Le Congo malade de faux médicaments

Des pharmaciens congolais n’hésitent pas à vendre sous leur vrai nom des médicaments piratés. Les autorités tentent de mettre fin à ce trafic, non sans mal.

Le grand nombre de pharmacies est une des images frappantes pour qui voyage en République démocratique du Congo. Dans certaines rues de Kinshasa, Goma ou ailleurs, il n’est pas rare d’en voir trois ou quatre sur une centaine de mètres. De là à dire que les Congolais sont bien soignés, il y a une marge. Ces “officines” sont de minuscules boutiques dans lesquelles on trouve sous le même nom des médicaments corrects et d’autres, jusqu’à dix fois moins chers, qui n’en sont que des ersatz, des produits piratés et inefficaces, voire toxiques pour la santé.

Rien à voir donc avec les médicaments génériques, moins chers que les médicaments de marque eux aussi, mais qui contiennent les mêmes principes actifs que les originaux dont les brevets sont tombés dans le domaine public, et qui sont vendus sous un autre nom. En RDC, c’est dans les structures de santé, plus que dans les pharmacies, que l’on trouve ces génériques dont le prix reste malgré tout trop élevé pour la plupart des Congolais.

Même dans des pharmacies qui ont pignon sur rue, les médicaments pirates sont monnaie courante. Selon Faustin Kabeya Mukendi, président provincial de l’Ordre des pharmaciens à Kinshasa, seules 500 pharmacies parmi les milliers qu’on voit dans les rues de la ville sont inscrites au tableau de l’Ordre. Les autres fonctionnent de manière illégale. Pire encore, elles sont tenues par des gens non qualifiés alors que les pharmaciens sont les seuls habilités à vendre les médicaments.

«Beaucoup de pharmacies présentent aussi des produits périmés emballés dans des boîtes aux dates falsifiées», témoigne de son côté un agent de la Sécurité urbaine de Goma.

Autre phénomène inquiétant: la vente de médicaments dans la rue. A Kinshasa, par exemple, sur les trottoirs de l’avenue du Commerce, dans le centre des affaires, des jeunes vendent à la criée divers types de médicaments. On y trouve un peu de tout: des aspirines, des antibiotiques, des anti-inflammatoires… D’origine douteuse, mal conservés, exposés à la chaleur et à la poussière, la plupart de ces médicaments sont des contrefaçons.

 

Un juteux commerce

Fabriqués en Inde, en Chine, au Kenya et en Ouganda pour la plupart, ces produits falsifiés représentent 80% des stocks dans les pharmacies et s’écoulent rapidement. «Les acquérir ne pose pas de problème, ils sont moins coûteux et s’achètent sur place, alors que les vrais produits sont chers et rares sur le marché», tente d’expliquer un pharmacien.

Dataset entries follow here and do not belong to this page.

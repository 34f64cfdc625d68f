//! Frame-slot and swapchain-image indices
//!
//! Submission is keyed by frame slot, presentation by swapchain image.
//! The two counts differ (2 slots vs. 3 images is typical), so they get
//! distinct types that cannot be mixed up.

use std::fmt;

/// Index of an in-flight frame slot, in `0..frames_in_flight`
#[derive(Debug, Clone, Copy, PartialEq, Eq, Hash, Default)]
pub struct FrameSlotIndex(usize);

impl FrameSlotIndex {
    pub const fn new(index: usize) -> Self {
        Self(index)
    }

    pub const fn get(self) -> usize {
        self.0
    }

    /// Next slot, wrapping modulo `frames_in_flight`
    ///
    /// `frames_in_flight` of 0 is treated as 1.
    pub fn advance(self, frames_in_flight: usize) -> Self {
        Self((self.0 + 1) % frames_in_flight.max(1))
    }
}

impl fmt::Display for FrameSlotIndex {
    fn fmt(&self, f: &mut fmt::Formatter<'_>) -> fmt::Result {
        write!(f, "slot {}", self.0)
    }
}

/// Index of a presentable image as returned by acquire
#[derive(Debug, Clone, Copy, PartialEq, Eq, Hash)]
pub struct SwapImageIndex(u32);

impl SwapImageIndex {
    pub const fn new(index: u32) -> Self {
        Self(index)
    }

    pub const fn get(self) -> u32 {
        self.0
    }

    pub const fn as_usize(self) -> usize {
        self.0 as usize
    }
}

impl fmt::Display for SwapImageIndex {
    fn fmt(&self, f: &mut fmt::Formatter<'_>) -> fmt::Result {
        write!(f, "image {}", self.0)
    }
}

Le manque de contrôle a gonflé le commerce, juteux et très attractif, de ces médicaments contrefaits. «Selon l’OMS, le trafic des médicaments falsifiés est 25 fois plus rentable que la vente de la drogue», explique David Dianganzi, pharmacien inspecteur provincial au Bas-Congo.

Pour la population, il n’est pas toujours facile de distinguer les vrais des faux médicaments. «Les gens se contentent de présenter l’ordonnance ou de demander le prix, sans se poser de question quand on leur propose deux produits du même nom, mais à des prix différents», explique un responsable de l’Association des consommateurs du Congo. Beaucoup achètent simplement le moins cher. Même lorsqu’ils ne sont pas toxiques, ces faux médicaments trompent des patients aux revenus déjà très faibles, en ne les soignant pas correctement ou pas du tout... 

 

Des contrôles insuffisants

La loi exige que tout importateur des médicaments recourre aux services techniques d’un pharmacien et dépose une demande d’importation à l’Inspection. «Il y a des médicaments, comme le Phényle de propanolamine, dont seul le Ministère de la Santé peut autoriser l’importation; d’autres, à l’instar de la Chloroquine, sont interdits d’importation. Mais on les rencontre parfois sur le marché», constate Isaac Ndaliko, agent à l’inspection des pharmacies de Kinshasa.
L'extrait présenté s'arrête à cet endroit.